Regarding the scene, it was never clear to my officers or myself who canceled the operation. It is true that Clarke was bad-mouthing it. What I don't think people know, however, is that the Agency had thoroughly reviewed the plan and had approved its execution at the highest level -- that is, at the level of DCI Tenet and his immediate subordinates. (NB: At Tenet's direction, JSOC commanders at Fort Bragg also reviewed the plan. They approved it, said they could not do better, and built two sand-table mock-ups of the bin Laden's compound for us to use in preparing the operation.) My officers and I were told that the plan had been sent to Clarke and the NSC for approval. The next thing we knew, the Chief of CT at CIA told us that the plan had been canceled because civilians might get killed, there was not a hundred percent chance that we would get bin Laden, and that if bin Laden was killed in the capture effort the CIA might get accused of assassination. The implication to us at the time was that the NSC canceled the operation, but Tenet later claimed he did it himself. I don't know what the full truth is on this issue. Interestingly, after our east Africa embassies were bombed on 7 August 98, Clarke ordered us to immediately revive the capture plan, but of course by then the chance had been well and truly lost.

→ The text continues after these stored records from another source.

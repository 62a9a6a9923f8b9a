//! The HTTP surface end to end, against mock upstreams

use crate::fixtures::*;
use crate::helpers::*;
use secrecy::SecretString;
use serde_json::{json, Value};

#[tokio::test]
async fn test_chat_round_trip() {
    let upstreams = Upstreams::start().await;
    upstreams.ollama.reply("llama3.2", "local answer").await;
    let server = TestServer::start(&upstreams.config()).await;

    let response = server
        .post_json_with_headers(
            "/v1/chat",
            &chat_body("ada", "hello"),
            &[("x-request-id", "req-42")],
        )
        .await;

    assert_status(&response, 200);
    assert_eq!(response.headers()["x-request-id"], "req-42");
    let body: Value = response.json().await.unwrap();
    assert_eq!(body["provider"], "ollama");
    assert_eq!(body["model"], "llama3.2");
    assert_eq!(body["text"], "local answer");
    assert_eq!(body["usage"]["promptTokens"], 10);
    assert_eq!(body["usage"]["completionTokens"], 5);
    assert_eq!(body["cached"], false);
}

#[tokio::test]
async fn test_stream_round_trip_is_metered() {
    let upstreams = Upstreams::start().await;
    upstreams.openai.stream("gpt-4o-mini", &["Hel", "lo"]).await;
    let server = TestServer::start(&upstreams.config()).await;

    let response = server.post_json("/v1/chat/stream", &chat_body("david", "stream please")).await;
    assert_status(&response, 200);
    let text = response.text().await.unwrap();
    let events = parse_sse(&text);

    assert_eq!(events[0].0.as_deref(), Some("route"));
    let route: Value = serde_json::from_str(&events[0].1).unwrap();
    assert_eq!(route["provider"], "openai");

    let deltas: String = events
        .iter()
        .filter(|(event, data)| event.is_none() && data != "[DONE]")
        .filter_map(|(_, data)| serde_json::from_str::<Value>(data).ok())
        .filter_map(|chunk| chunk["delta"].as_str().map(String::from))
        .collect();
    assert_eq!(deltas, "Hello");
    assert_eq!(events.last().unwrap().1, "[DONE]");

    let summary = server.gateway.cost_tracker().tenant_summary("david");
    assert_eq!(summary.totals.requests, 1);
    assert_eq!(summary.totals.prompt_tokens, 9);
    assert_eq!(summary.totals.completion_tokens, 4);
    assert!(server.gateway.cache().is_empty());
}

#[tokio::test]
async fn test_stream_flag_on_chat_route() {
    let upstreams = Upstreams::start().await;
    upstreams.ollama.stream("llama3.2", &["a", "b"]).await;
    let server = TestServer::start(&upstreams.config()).await;

    let mut body = chat_body("ada", "hi");
    body["stream"] = json!(true);
    let response = server.post_json("/v1/chat", &body).await;

    assert_status(&response, 200);
    assert!(response.headers()["content-type"]
        .to_str()
        .unwrap()
        .starts_with("text/event-stream"));
    let text = response.text().await.unwrap();
    assert!(text.contains("data: [DONE]"));
}

#[tokio::test]
async fn test_rate_limited_response_carries_retry_after() {
    let upstreams = Upstreams::start().await;
    upstreams.ollama.reply("llama3.2", "ok").await;
    let server = TestServer::start(&upstreams.config()).await;

    for prompt in ["one", "two"] {
        assert_status(&server.post_json("/v1/chat", &chat_body("burst", prompt)).await, 200);
    }
    let response = server.post_json("/v1/chat", &chat_body("burst", "three")).await;

    assert_status(&response, 429);
    assert!(response.headers().contains_key("retry-after"));
    let body: Value = response.json().await.unwrap();
    assert_eq!(body["error"]["kind"], "rate_limited");
}

#[tokio::test]
async fn test_exhausted_candidates_map_to_bad_gateway() {
    let upstreams = Upstreams::start().await;
    upstreams.openai.fail(500, "boom").await;
    upstreams.anthropic.fail(500, "bang").await;
    let server = TestServer::start(&upstreams.config()).await;

    let response = server.post_json("/v1/chat", &chat_body("david", "hi")).await;

    assert_status(&response, 502);
    let body: Value = response.json().await.unwrap();
    assert_eq!(body["error"]["kind"], "all_providers_failed");
    assert_eq!(body["error"]["attempts"].as_array().unwrap().len(), 2);
}

#[tokio::test]
async fn test_bearer_token_from_config() {
    let upstreams = Upstreams::start().await;
    upstreams.ollama.reply("llama3.2", "ok").await;
    let mut config = upstreams.config();
    config.server.auth_token = Some(SecretString::new("gateway-secret".to_string()));
    let server = TestServer::start(&config).await;

    let denied = server.post_json("/v1/chat", &chat_body("ada", "hi")).await;
    assert_status(&denied, 401);

    let allowed = server
        .post_json_with_headers(
            "/v1/chat",
            &chat_body("ada", "hi"),
            &[("authorization", "Bearer gateway-secret")],
        )
        .await;
    assert_status(&allowed, 200);

    assert_status(&server.get("/health").await, 200);
}

#[tokio::test]
async fn test_observability_endpoints() {
    let upstreams = Upstreams::start().await;
    upstreams.ollama.reply("llama3.2", "ok").await;
    upstreams.openai.reply("gpt-4o-mini", "ok").await;
    let server = TestServer::start(&upstreams.config()).await;

    server.post_json("/v1/chat", &chat_body("ada", "hi")).await;
    server.post_json("/v1/chat", &chat_body("ada", "hi")).await;
    server.post_json("/v1/chat", &chat_body_with_budget("david", "hi", 10_000)).await;

    let health: Value = server.get("/health").await.json().await.unwrap();
    assert_eq!(health["status"], "healthy");
    assert_eq!(health["providers"].as_array().unwrap().len(), 3);

    let metrics = server.get("/metrics").await.text().await.unwrap();
    assert!(metrics.contains("gateway_requests_total"));
    assert!(metrics.contains("gateway_cache_lookups_total{result=\"hit\"} 1"));

    let costs: Value = server.get("/costs?includeRecords=true").await.json().await.unwrap();
    let tenants = costs["tenants"].as_array().unwrap();
    assert_eq!(tenants.len(), 2);
    assert!(costs["totalCostUsd"].as_f64().unwrap() > 0.0);

    let listing: Value = server.get("/v1/tenants").await.json().await.unwrap();
    let ids: Vec<&str> = listing["tenants"]
        .as_array()
        .unwrap()
        .iter()
        .filter_map(|t| t["id"].as_str())
        .collect();
    assert_eq!(ids, vec!["ada", "burst", "david", "mixed"]);
}

#[tokio::test]
async fn test_tenant_files_are_served() {
    let upstreams = Upstreams::start().await;
    upstreams.ollama.reply("llama3.2", "from file tenant").await;

    let dir = tempfile::tempdir().unwrap();
    let tenants = dir.path().join("tenants");
    tokio::fs::create_dir(&tenants).await.unwrap();
    tokio::fs::write(
        tenants.join("grace.yaml"),
        concat!(
            "model_tier: local_slm\napi_key: grace-key\n",
            "models:\n  - provider: ollama\n    model: llama3.2\n",
        ),
    )
    .await
    .unwrap();
    let file = dir.path().join("gateway.yaml");
    tokio::fs::write(
        &file,
        format!(
            concat!(
                "providers:\n  - id: ollama\n    type: ollama\n    endpoint: \"{}\"\n",
                "    default_model: llama3.2\ntenants_dir: tenants\n",
            ),
            upstreams.ollama.endpoint()
        ),
    )
    .await
    .unwrap();

    let config = gateway_config::ConfigLoader::new()
        .with_file(&file)
        .with_env_overrides(false)
        .with_env_providers(false)
        .load()
        .await
        .unwrap();
    let server = TestServer::start(&config).await;

    let denied = server.post_json("/v1/chat", &chat_body("grace", "hi")).await;
    assert_status(&denied, 401);

    let response = server
        .post_json_with_headers(
            "/v1/chat",
            &chat_body("grace", "hi"),
            &[("x-tenant-key", "grace-key")],
        )
        .await;
    assert_status(&response, 200);
    let body: Value = response.json().await.unwrap();
    assert_eq!(body["text"], "from file tenant");
}
//! Integration tests for the LLM agent gateway
//!
//! Upstream providers are simulated with wiremock servers speaking the
//! OpenAI, Anthropic and Ollama wire formats. Tests cover:
//! - Provider clients against each wire format
//! - Complexity routing, fallback and circuit breaking over real HTTP
//! - Response caching and per-tenant rate limiting
//! - The HTTP surface end to end

pub mod fixtures;
pub mod helpers;
pub mod mock_providers;

// Re-export commonly used items
pub use fixtures::*;
pub use helpers::*;
pub use mock_providers::*;

#[cfg(test)]
mod cache_tests;
#[cfg(test)]
mod e2e_tests;
#[cfg(test)]
mod provider_tests;
#[cfg(test)]
mod rate_limit_tests;
#[cfg(test)]
mod routing_tests;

Update: Scheuer's statements above are somewhat confirmed by the 9/11 Commission report:

"Mike" thought the capture plan was "the perfect operation." It required minimum infrastructure. The plan had now been modified so that the tribals would keep Bin Ladin in a hiding place for up to a month before turning him over to the United States -- thereby increasing the chances of keeping the U.S. hand out of sight. "Mike" trusted the information from the Afghan network; it had been corroborated by other means, he told us. The lead CIA officer in the field, Gary Schroen, also had confidence in the tribals. In a May 6 cable to CIA headquarters, he pronounced their planning "almost as professional and detailed...as would be done by any U.S. military special operations element."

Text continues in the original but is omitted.